Hi, I have been struggling to deal with the loading of a custom pipeline component after saving the model. I found this solution here: #2682 (comment)

Would it be a good idea to update the docs to suggest users do something like this to prevent the issue of requiring the "nlp" object to initialize the pipe when loading from disk? (Kind of a chicken and egg situation) Perhaps I am overlooking something and there is already a better solution.

Therefore this:

class EntityMatcher(object):
    name = 'entity_matcher'

    def __init__(self, nlp, terms, label):
        patterns = [nlp(text) for text in terms]
        self.matcher = PhraseMatcher(nlp.vocab)
        self.matcher.add(label, None, *patterns)

    def __call__(self, doc):
        matches = self.matcher(doc)
        for match_id, start, end in matches:
            span = Span(doc, start, end, label=match_id)
            doc.ents = list(doc.ents) + [span]
        return doc

class EntityMatcher(object):
    name = 'entity_matcher'

    def __init__(self, nlp, terms, label):
        self.nlp = nlp
        self.terms = terms
        self.label = label
        self.initialized = False
        self.matcher = PhraseMatcher(self.nlp.vocab)

    def __call__(self, doc):
        # Initialize the pipeline component on the first call
        if not self.initialized:
            self.initialized = True
            patterns = [self.nlp(text) for text in self.labelterms]
            self.matcher.add(label, None, *patterns)
            
        matches = self.matcher(doc)
        for match_id, start, end in matches:
            span = Span(doc, start, end, label=match_id)
            doc.ents = list(doc.ents) + [span]
        return doc

The source can be found here:
https://spacy.io/usage/processing-pipelines#custom-components

Edit: The self.initialized = True needs to be set directly after the if statement before nlp is called.

The text was updated successfully, but these errors were encountered:

ines · 2018-11-19T21:11:50Z

Yes, that's definitely an option!

Alternatively, you could also add an entry to the Language.factories, which is a writable dictionary where spaCy looks up how to initialize pipeline components. For example:

from spacy.language import Language

Language.factories['entity_matcher'] = lambda nlp, **cfg: EntityMatcher(nlp)

The factory receives the shared nlp object, as well as the config keyword arguments that are passed to spacy.load. So you could even do something like this to make the entity_matcher_label available as a keyword argument in your EntityMatcher factory:

nlp = spacy.load('some_custom_model', entity_matcher_label='SOME_LABEL')

For a more detailed end-to-end example of how to package custom models or components in a model, you might find my comment on this thread helpful. We're also hoping that we can make this process easier in the upcoming version(s).

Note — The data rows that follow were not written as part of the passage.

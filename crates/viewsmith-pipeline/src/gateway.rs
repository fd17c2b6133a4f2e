//! Model gateway - the single seam to the model service
//!
//! The pipeline consumes one contract: hand over a system prompt, a user
//! prompt and sampling parameters, get back raw text or a typed failure.
//! Everything returned through this seam is untrusted - empty, truncated at
//! the token budget, or in open violation of every structural constraint the
//! prompt asked for. The normalizer deals with that; the gateway only deals
//! with transport and the failure taxonomy.

use async_trait::async_trait;
use reqwest::StatusCode;
use serde::{Deserialize, Serialize};

use crate::prompt::GenerationParams;

/// Typed gateway failures. Every variant is recoverable by resubmission.
#[derive(Debug, thiserror::Error)]
pub enum GatewayError {
    #[error("model service rejected the credentials: {0}")]
    Auth(String),

    #[error("model service quota exhausted: {0}")]
    Quota(String),

    #[error("network error reaching the model service: {0}")]
    Network(#[from] reqwest::Error),

    #[error("malformed model service response: {0}")]
    Malformed(String),
}

/// The contract the pipeline requires from a model service.
#[async_trait]
pub trait ModelGateway: Send + Sync {
    /// Run one generation. Returns the raw completion text; the caller must
    /// treat every byte of it as untrusted.
    async fn generate(
        &self,
        system_prompt: &str,
        user_prompt: &str,
        params: &GenerationParams,
    ) -> Result<String, GatewayError>;
}

// ─── OpenAI-compatible wire types ───────────────────────────────────

#[derive(Debug, Serialize)]
struct ChatMessage<'a> {
    role: &'static str,
    content: &'a str,
}

#[derive(Debug, Serialize)]
struct ChatRequest<'a> {
    model: &'a str,
    messages: Vec<ChatMessage<'a>>,
    temperature: f32,
    max_tokens: u32,
    #[serde(skip_serializing_if = "Vec::is_empty")]
    stop: Vec<&'a str>,
}

#[derive(Debug, Deserialize)]
struct ChatResponse {
    #[serde(default)]
    choices: Vec<ChatChoice>,
}

#[derive(Debug, Deserialize)]
struct ChatChoice {
    message: ChatResponseMessage,
}

#[derive(Debug, Deserialize)]
struct ChatResponseMessage {
    #[serde(default)]
    content: Option<String>,
}

/// Gateway for any OpenAI-compatible chat-completions endpoint.
pub struct HttpGateway {
    base_url: String,
    api_key: Option<String>,
    http_client: reqwest::Client,
}

impl HttpGateway {
    pub fn new(base_url: impl Into<String>, api_key: Option<String>) -> Self {
        Self {
            base_url: base_url.into(),
            api_key,
            http_client: reqwest::Client::new(),
        }
    }
}

/// Map a non-success HTTP status to the failure taxonomy.
fn classify_status(status: StatusCode, body: &str) -> GatewayError {
    let detail = if body.trim().is_empty() {
        status.to_string()
    } else {
        format!("{status}: {}", body.trim())
    };
    match status {
        StatusCode::UNAUTHORIZED | StatusCode::FORBIDDEN => GatewayError::Auth(detail),
        StatusCode::TOO_MANY_REQUESTS => GatewayError::Quota(detail),
        _ => GatewayError::Malformed(detail),
    }
}

/// Extract the completion text from a decoded response body.
///
/// An empty completion is *not* an error here - the normalizer guarantees a
/// renderable unit even for empty text. Only a missing choice list is
/// malformed.
fn extract_content(response: ChatResponse) -> Result<String, GatewayError> {
    let choice = response
        .choices
        .into_iter()
        .next()
        .ok_or_else(|| GatewayError::Malformed("response contained no choices".to_string()))?;
    Ok(choice.message.content.unwrap_or_default())
}

#[async_trait]
impl ModelGateway for HttpGateway {
    async fn generate(
        &self,
        system_prompt: &str,
        user_prompt: &str,
        params: &GenerationParams,
    ) -> Result<String, GatewayError> {
        let request = ChatRequest {
            model: &params.model,
            messages: vec![
                ChatMessage { role: "system", content: system_prompt },
                ChatMessage { role: "user", content: user_prompt },
            ],
            temperature: params.temperature,
            max_tokens: params.max_output_units,
            stop: params.stop_sequences.iter().map(String::as_str).collect(),
        };

        let url = format!("{}/chat/completions", self.base_url.trim_end_matches('/'));
        let mut builder = self.http_client.post(&url).json(&request);
        if let Some(key) = &self.api_key {
            builder = builder.bearer_auth(key);
        }

        let response = builder.send().await?;
        let status = response.status();
        if !status.is_success() {
            let body = response.text().await.unwrap_or_default();
            return Err(classify_status(status, &body));
        }

        let body = response
            .text()
            .await
            .map_err(GatewayError::Network)?;
        let decoded: ChatResponse = serde_json::from_str(&body)
            .map_err(|e| GatewayError::Malformed(format!("undecodable body: {e}")))?;

        let content = extract_content(decoded)?;
        log::debug!("gateway returned {} bytes of raw text", content.len());
        Ok(content)
    }
}

#[cfg(test)]
mod tests {
    use super::*;

    #[test]
    fn test_status_mapping() {
        assert!(matches!(
            classify_status(StatusCode::UNAUTHORIZED, ""),
            GatewayError::Auth(_)
        ));
        assert!(matches!(
            classify_status(StatusCode::FORBIDDEN, "key revoked"),
            GatewayError::Auth(_)
        ));
        assert!(matches!(
            classify_status(StatusCode::TOO_MANY_REQUESTS, ""),
            GatewayError::Quota(_)
        ));
        assert!(matches!(
            classify_status(StatusCode::INTERNAL_SERVER_ERROR, "boom"),
            GatewayError::Malformed(_)
        ));
    }

    #[test]
    fn test_extract_content() {
        let response: ChatResponse = serde_json::from_str(
            r#"{"choices":[{"message":{"role":"assistant","content":"function A(){}"}}]}"#,
        )
        .unwrap();
        assert_eq!(extract_content(response).unwrap(), "function A(){}");
    }

    #[test]
    fn test_empty_content_is_ok() {
        let response: ChatResponse =
            serde_json::from_str(r#"{"choices":[{"message":{"role":"assistant"}}]}"#).unwrap();
        assert_eq!(extract_content(response).unwrap(), "");
    }

    #[test]
    fn test_no_choices_is_malformed() {
        let response: ChatResponse = serde_json::from_str(r#"{"choices":[]}"#).unwrap();
        assert!(matches!(
            extract_content(response),
            Err(GatewayError::Malformed(_))
        ));
    }

    #[test]
    fn test_request_serialization_skips_empty_stop() {
        let request = ChatRequest {
            model: "m",
            messages: vec![ChatMessage { role: "system", content: "s" }],
            temperature: 0.1,
            max_tokens: 10,
            stop: vec![],
        };
        let json = serde_json::to_string(&request).unwrap();
        assert!(!json.contains("stop"));
    }
}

Btw, another related thing to check out: If you're working with rule-based NER (or a combination of rule-based and statistical NER), you can also try my new EntityRuler component in the currently v2.1.x nightly version. See #2513 for details and documentation. The nightly build is available as spacy-nightly, or on the develop branch if you want to build the latest state from source.

nyejon · 2018-11-20T07:08:54Z

Hi Ines,

Thanks, I had already added the entity_matcher to the Language.factories and that is where it required the nlp object just to initialise the entity matcher and run the terms through the nlp object.

The problem is this: patterns = [nlp(text) for text in terms]

In #2682 you stated that the weights are not loaded yet and that only after everything is initialised the weights would be loaded. If I just added the entity_matcher to the Language.factories then I would get a "bool has no tok2vec" error or something similar. This is not a problem when using the nlp.add_pipe() method as the nlp object already has the weights loaded.

I will definitely look into 2.1 and the EntityRuler - thanks for the tip!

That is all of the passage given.